▶ **Task material**:
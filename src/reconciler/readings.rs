//! Per-sensor reading store: latest reading plus a bounded recent window.

use std::collections::BTreeMap;

use chrono::{DateTime, Utc};

use crate::models::{SensorId, SensorReading};

// ---

#[derive(Debug, Default)]
pub(crate) struct ReadingStore {
    // ---
    latest: BTreeMap<SensorId, SensorReading>,
    windows: BTreeMap<SensorId, BTreeMap<DateTime<Utc>, SensorReading>>,
    capacity: usize,
}

impl ReadingStore {
    // ---
    pub(crate) fn new(capacity: usize) -> Self {
        Self {
            capacity,
            ..Self::default()
        }
    }

    /// Merge one reading. Returns `true` if anything visible changed.
    ///
    /// The latest reading only moves forward in time; an older or
    /// same-timestamp reading never replaces the one held. The window keeps
    /// the `capacity` most recent distinct timestamps.
    pub(crate) fn upsert(&mut self, reading: SensorReading) -> bool {
        // ---
        let window_changed = self.insert_into_window(&reading);

        let latest_changed = match self.latest.get(&reading.sensor_id) {
            Some(held) if held.timestamp >= reading.timestamp => false,
            _ => {
                self.latest.insert(reading.sensor_id.clone(), reading);
                true
            }
        };

        window_changed || latest_changed
    }

    fn insert_into_window(&mut self, reading: &SensorReading) -> bool {
        // ---
        if self.capacity == 0 {
            return false;
        }
        let window = self.windows.entry(reading.sensor_id.clone()).or_default();
        if window.contains_key(&reading.timestamp) {
            return false;
        }
        if window.len() >= self.capacity {
            match window.keys().next() {
                Some(oldest) if *oldest > reading.timestamp => return false,
                _ => {}
            }
        }
        window.insert(reading.timestamp, reading.clone());
        while window.len() > self.capacity {
            window.pop_first();
        }
        true
    }

    pub(crate) fn latest(&self, sensor_id: &str) -> Option<&SensorReading> {
        self.latest.get(sensor_id)
    }

    pub(crate) fn all_latest(&self) -> impl Iterator<Item = &SensorReading> {
        self.latest.values()
    }

    /// Window contents in chronological order.
    pub(crate) fn window(&self, sensor_id: &str) -> Vec<SensorReading> {
        self.windows
            .get(sensor_id)
            .map(|w| w.values().cloned().collect())
            .unwrap_or_default()
    }

    pub(crate) fn clear(&mut self) {
        self.latest.clear();
        self.windows.clear();
    }
}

▶ **Prompt**: Set down the data above once more so that nothing differs from the original.

▶ **Exercise output**:
filename src/reconciler/readings.rs
//! Per-sensor reading store: latest reading plus a bounded recent window.

use std::collections::BTreeMap;

use chrono::{DateTime, Utc};

use crate::models::{SensorId, SensorReading};

// ---

#[derive(Debug, Default)]
pub(crate) struct ReadingStore {
    // ---
    latest: BTreeMap<SensorId, SensorReading>,
    windows: BTreeMap<SensorId, BTreeMap<DateTime<Utc>, SensorReading>>,
    capacity: usize,
}

impl ReadingStore {
    // ---
    pub(crate) fn new(capacity: usize) -> Self {
        Self {
            capacity,
            ..Self::default()
        }
    }

    /// Merge one reading. Returns `true` if anything visible changed.
    ///
    /// The latest reading only moves forward in time; an older or
    /// same-timestamp reading never replaces the one held. The window keeps
    /// the `capacity` most recent distinct timestamps.
    pub(crate) fn upsert(&mut self, reading: SensorReading) -> bool {
        // ---
        let window_changed = self.insert_into_window(&reading);

        let latest_changed = match self.latest.get(&reading.sensor_id) {
            Some(held) if held.timestamp >= reading.timestamp => false,
            _ => {
                self.latest.insert(reading.sensor_id.clone(), reading);
                true
            }
        };

        window_changed || latest_changed
    }

    fn insert_into_window(&mut self, reading: &SensorReading) -> bool {
        // ---
        if self.capacity == 0 {
            return false;
        }
        let window = self.windows.entry(reading.sensor_id.clone()).or_default();
        if window.contains_key(&reading.timestamp) {
            return false;
        }
        if window.len() >= self.capacity {
            match window.keys().next() {
                Some(oldest) if *oldest > reading.timestamp => return false,
                _ => {}
            }
        }
        window.insert(reading.timestamp, reading.clone());
        while window.len() > self.capacity {
            window.pop_first();
        }
        true
    }

    pub(crate) fn latest(&self, sensor_id: &str) -> Option<&SensorReading> {
        self.latest.get(sensor_id)
    }

    pub(crate) fn all_latest(&self) -> impl Iterator<Item = &SensorReading> {
        self.latest.values()
    }

    /// Window contents in chronological order.
    pub(crate) fn window(&self, sensor_id: &str) -> Vec<SensorReading> {
        self.windows
            .get(sensor_id)
            .map(|w| w.values().cloned().collect())
            .unwrap_or_default()
    }

    pub(crate) fn clear(&mut self) {
        self.latest.clear();
        self.windows.clear();
    }
}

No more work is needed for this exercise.